Downhole tool 102 may be supported by a rig 114 (or crane) at surface 110. Rig 114 may be any suitable rig, including, but not limited to, a drilling rig, a workover rig, a completion rig, or a crane, among others. As illustrated, downhole tool 102 may be attached to line 106 that extends from a point at surface 110, for example, rig 114 or crane. Any suitable line 106 may be used for running downhole tool 102 into wellbore 104, including, but not limited to, wireline, slickline, braided line, and coiled tubing, among others. Hydraulic pressure may be applied, for example, from surface 110, to pump the downhole tool 102 on line 106 downhole to a desired depth.
As illustrated, downhole tool 102 may include a string of tools. Downhole tool 102 may include any of a variety of tools for performing subterranean operations in wellbore 104. For example, downhole tool 102 may include a mechanical intervention services tool, a formation evaluation tool, or a perforating tool, among others. As illustrated, downhole tool 102 may include a tool body 115 with a tool head 116, a casing collar locator sub assembly 118, one or more perforating gun sub assemblies 120, a setting sub assembly 122, a pumpdown relief valve 124, and a wellbore isolation device 126.
Tool head 116 may be located at or near a proximal end of downhole tool 102. As used herein, the term “proximal” refers to the portion of downhole tool 102 (or component thereof) that is closest to the wellhead, while the term “distal” refers to the portion of downhole tool 102 (or component thereof) that is furthest from the wellhead. Tool head 116 may attach downhole tool 102 to line 106, which may include a mechanical and/or electrical connection. In some examples, tool head 116 may serve as a designated failure point if downhole tool 102 gets stuck in wellbore 104, familiar to those skilled in the art.
Casing collar locator sub assembly 118 may be any tool used for discerning the position of downhole tool 102 relative to wellbore 104, familiar to those skilled in the art. Without limitations, casing collar locator sub assembly 118 may include coils, magnets, an amplifier, and/or combinations thereof.
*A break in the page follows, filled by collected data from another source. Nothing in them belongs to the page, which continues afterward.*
//! RGB and HSL color representations and the conversions between them.

use std::fmt;

use serde::{Deserialize, Serialize};

/// Errors from color parsing and conversion.
#[derive(Debug, Clone, PartialEq, Eq, thiserror::Error)]
pub enum ColorError {
    #[error("invalid color format '{input}': {reason}")]
    InvalidColorFormat { input: String, reason: String },
}

impl ColorError {
    pub(crate) fn invalid(input: &str, reason: impl Into<String>) -> Self {
        ColorError::InvalidColorFormat {
            input: input.to_string(),
            reason: reason.into(),
        }
    }
}

// ---------------------------------------------------------------------------
// Rgb
// ---------------------------------------------------------------------------

/// An opaque sRGB color with 8-bit channels.
#[derive(Debug, Clone, Copy, PartialEq, Eq, Hash, Serialize, Deserialize)]
pub struct Rgb {
    pub r: u8,
    pub g: u8,
    pub b: u8,
}

impl Rgb {
    pub const WHITE: Rgb = Rgb::new(255, 255, 255);
    pub const BLACK: Rgb = Rgb::new(0, 0, 0);

    /// Create a color from its channels.
    #[inline]
    pub const fn new(r: u8, g: u8, b: u8) -> Self {
        Self { r, g, b }
    }

    /// Lowercase `#rrggbb` form.
    pub fn to_hex(self) -> String {
        format!("#{:02x}{:02x}{:02x}", self.r, self.g, self.b)
    }

    /// Convert to HSL. Components are left unrounded so that a round trip
    /// through [`Hsl::to_rgb`] reproduces the original channels.
    pub fn to_hsl(self) -> Hsl {
        let r = f64::from(self.r) / 255.0;
        let g = f64::from(self.g) / 255.0;
        let b = f64::from(self.b) / 255.0;

        let max = r.max(g).max(b);
        let min = r.min(g).min(b);
        let l = (max + min) / 2.0;

        if max == min {
            return Hsl::new(0.0, 0.0, l * 100.0);
        }

        let d = max - min;
        let s = if l > 0.5 {
            d / (2.0 - max - min)
        } else {
            d / (max + min)
        };
        let h = if max == r {
            (g - b) / d + if g < b { 6.0 } else { 0.0 }
        } else if max == g {
            (b - r) / d + 2.0
        } else {
            (r - g) / d + 4.0
        };

        Hsl::new(h * 60.0, s * 100.0, l * 100.0)
    }

    /// WCAG 2.1 relative luminance in `[0, 1]`.
    ///
    /// Channels are decoded to `[0, 1]`, linearized with the piecewise sRGB
    /// curve, then weighted `0.2126 R + 0.7152 G + 0.0722 B`.
    pub fn relative_luminance(self) -> f64 {
        let r = linearize(self.r);
        let g = linearize(self.g);
        let b = linearize(self.b);
        0.2126 * r + 0.7152 * g + 0.0722 * b
    }
}

/// sRGB channel to linear light.
fn linearize(channel: u8) -> f64 {
    let c = f64::from(channel) / 255.0;
    if c <= 0.03928 {
        c / 12.92
    } else {
        ((c + 0.055) / 1.055).powf(2.4)
    }
}

impl fmt::Display for Rgb {
    fn fmt(&self, f: &mut fmt::Formatter<'_>) -> fmt::Result {
        write!(f, "#{:02x}{:02x}{:02x}", self.r, self.g, self.b)
    }
}

// ---------------------------------------------------------------------------
// Hsl
// ---------------------------------------------------------------------------

/// A color in HSL space.
///
/// Hue is in degrees `[0, 360)`, saturation and lightness are percentages
/// `[0, 100]`. [`Hsl::new`] normalizes out-of-range components.
#[derive(Debug, Clone, Copy, PartialEq, Serialize, Deserialize)]
pub struct Hsl {
    pub h: f64,
    pub s: f64,
    pub l: f64,
}

impl Hsl {
    /// Create a normalized HSL color: hue wraps into `[0, 360)`, saturation
    /// and lightness clamp into `[0, 100]`.
    pub fn new(h: f64, s: f64, l: f64) -> Self {
        let h = h.rem_euclid(360.0);
        Self {
            // rem_euclid can return exactly 360.0 for tiny negative inputs.
            h: if h >= 360.0 { 0.0 } else { h },
            s: s.clamp(0.0, 100.0),
            l: l.clamp(0.0, 100.0),
        }
    }

    /// Convert to RGB, rounding each channel to the nearest integer.
    pub fn to_rgb(self) -> Rgb {
        let h = self.h / 360.0;
        let s = self.s / 100.0;
        let l = self.l / 100.0;

        if s == 0.0 {
            let v = channel(l);
            return Rgb::new(v, v, v);
        }

        let q = if l < 0.5 { l * (1.0 + s) } else { l + s - l * s };
        let p = 2.0 * l - q;

        Rgb::new(
            channel(hue_to_rgb(p, q, h + 1.0 / 3.0)),
            channel(hue_to_rgb(p, q, h)),
            channel(hue_to_rgb(p, q, h - 1.0 / 3.0)),
        )
    }

    /// Lowercase `#rrggbb` form.
    pub fn to_hex(self) -> String {
        self.to_rgb().to_hex()
    }
}

fn hue_to_rgb(p: f64, q: f64, t: f64) -> f64 {
    let t = t.rem_euclid(1.0);
    if t < 1.0 / 6.0 {
        p + (q - p) * 6.0 * t
    } else if t < 1.0 / 2.0 {
        q
    } else if t < 2.0 / 3.0 {
        p + (q - p) * (2.0 / 3.0 - t) * 6.0
    } else {
        p
    }
}

fn channel(unit: f64) -> u8 {
    (unit * 255.0).round().clamp(0.0, 255.0) as u8
}

impl fmt::Display for Hsl {
    fn fmt(&self, f: &mut fmt::Formatter<'_>) -> fmt::Result {
        write!(
            f,
            "hsl({}, {}%, {}%)",
            self.h.round(),
            self.s.round(),
            self.l.round()
        )
    }
}

// ---------------------------------------------------------------------------
// Hex conversions
// ---------------------------------------------------------------------------

/// Parse a strict 6-digit hex color (`#RRGGBB`, the `#` is optional).
///
/// Any other length or a non-hex digit fails with
/// [`ColorError::InvalidColorFormat`]; nothing is clamped or guessed.
pub fn hex_to_rgb(hex: &str) -> Result<Rgb, ColorError> {
    let digits = hex.strip_prefix('#').unwrap_or(hex);
    if digits.len() != 6 {
        return Err(ColorError::invalid(
            hex,
            format!("expected 6 hex digits, found {}", digits.len()),
        ));
    }
    if !digits.bytes().all(|b| b.is_ascii_hexdigit()) {
        return Err(ColorError::invalid(hex, "contains non-hex characters"));
    }

    let byte = |range: std::ops::Range<usize>| {
        u8::from_str_radix(&digits[range], 16)
            .map_err(|e| ColorError::invalid(hex, e.to_string()))
    };
    Ok(Rgb::new(byte(0..2)?, byte(2..4)?, byte(4..6)?))
}

/// Format RGB channels as lowercase `#rrggbb`.
pub fn rgb_to_hex(rgb: Rgb) -> String {
    rgb.to_hex()
}

/// Parse a 6-digit hex color into HSL.
pub fn hex_to_hsl(hex: &str) -> Result<Hsl, ColorError> {
    Ok(hex_to_rgb(hex)?.to_hsl())
}

/// Format an HSL color as lowercase `#rrggbb`.
pub fn hsl_to_hex(hsl: Hsl) -> String {
    hsl.to_hex()
}

/// Convert RGB to HSL.
pub fn rgb_to_hsl(rgb: Rgb) -> Hsl {
    rgb.to_hsl()
}

/// Convert HSL to RGB.
pub fn hsl_to_rgb(hsl: Hsl) -> Rgb {
    hsl.to_rgb()
}

/// Returns `true` if `value` is a strict 6-digit hex color.
pub fn is_valid_hex(value: &str) -> bool {
    hex_to_rgb(value).is_ok()
}

#[cfg(test)]
mod tests {
    use super::*;

    #[test]
    fn hex_to_rgb_parses_with_and_without_hash() {
        assert_eq!(hex_to_rgb("#1a73e8").unwrap(), Rgb::new(0x1a, 0x73, 0xe8));
        assert_eq!(hex_to_rgb("1A73E8").unwrap(), Rgb::new(0x1a, 0x73, 0xe8));
    }

    #[test]
    fn hex_to_rgb_rejects_wrong_length() {
        let err = hex_to_rgb("#fff").unwrap_err();
        assert!(matches!(err, ColorError::InvalidColorFormat { .. }));
        assert!(hex_to_rgb("#1a73e80").is_err());
        assert!(hex_to_rgb("").is_err());
    }

    #[test]
    fn hex_to_rgb_rejects_non_hex() {
        let err = hex_to_rgb("#12345g").unwrap_err();
        assert_eq!(
            err.to_string(),
            "invalid color format '#12345g': contains non-hex characters"
        );
    }

    #[test]
    fn hex_to_rgb_rejects_multibyte_input() {
        // Six bytes, but not six hex digits.
        assert!(hex_to_rgb("#ééé").is_err());
    }

    #[test]
    fn rgb_to_hex_is_lowercase() {
        assert_eq!(rgb_to_hex(Rgb::new(255, 0, 170)), "#ff00aa");
        assert_eq!(Rgb::new(1, 2, 3).to_string(), "#010203");
    }

    #[test]
    fn primaries_to_hsl() {
        let red = Rgb::new(255, 0, 0).to_hsl();
        assert_eq!((red.h, red.s, red.l), (0.0, 100.0, 50.0));

        let green = Rgb::new(0, 255, 0).to_hsl();
        assert_eq!((green.h, green.s, green.l), (120.0, 100.0, 50.0));

        let blue = Rgb::new(0, 0, 255).to_hsl();
        assert_eq!((blue.h, blue.s, blue.l), (240.0, 100.0, 50.0));
    }

    #[test]
    fn gray_has_zero_saturation() {
        let gray = Rgb::new(128, 128, 128).to_hsl();
        assert_eq!(gray.h, 0.0);
        assert_eq!(gray.s, 0.0);
        assert!((gray.l - 50.196).abs() < 0.01);
    }

    #[test]
    fn hsl_to_rgb_known_values() {
        assert_eq!(Hsl::new(0.0, 100.0, 50.0).to_rgb(), Rgb::new(255, 0, 0));
        assert_eq!(Hsl::new(0.0, 0.0, 100.0).to_rgb(), Rgb::WHITE);
        assert_eq!(Hsl::new(0.0, 0.0, 0.0).to_rgb(), Rgb::BLACK);
        assert_eq!(hsl_to_hex(Hsl::new(120.0, 100.0, 25.0)), "#008000");
    }

    #[test]
    fn hsl_normalizes_components() {
        let hsl = Hsl::new(-30.0, 150.0, -5.0);
        assert_eq!(hsl.h, 330.0);
        assert_eq!(hsl.s, 100.0);
        assert_eq!(hsl.l, 0.0);
        assert_eq!(Hsl::new(720.0, 50.0, 50.0).h, 0.0);
    }

    #[test]
    fn hex_hsl_round_trip() {
        for hex in ["#1a73e8", "#767676", "#ff00aa", "#000000", "#ffffff", "#0f172a"] {
            let back = hsl_to_hex(hex_to_hsl(hex).unwrap());
            assert_eq!(back, hex);
        }
    }

    #[test]
    fn luminance_extremes() {
        assert_eq!(Rgb::WHITE.relative_luminance(), 1.0);
        assert_eq!(Rgb::BLACK.relative_luminance(), 0.0);
    }

    #[test]
    fn is_valid_hex_is_strict() {
        assert!(is_valid_hex("#abcdef"));
        assert!(!is_valid_hex("#abc"));
        assert!(!is_valid_hex("rgb(0, 0, 0)"));
    }
}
One or more perforating gun assemblies 120 may be located on downhole tool 102. Perforating gun assemblies 120 may be any suitable tool for creation of openings (commonly referred to as “perforations”) in tubular 130. Without limitations, each of perforating gun assemblies 120 may include a firing head, a handling subassembly, a gun subassembly, and/or combinations thereof. Additionally, each of perforating gun assemblies 120 may include gun electronics, such as a selective firing switch (not illustrated) and an electronically activated detonator (not illustrated). In some examples, perforating gun assemblies 120 with a selective firing switch, may further include a memory and processor. In examples, gun electronics may store, send, and/or receive information via wired and/or wireless connections throughout downhole too 102.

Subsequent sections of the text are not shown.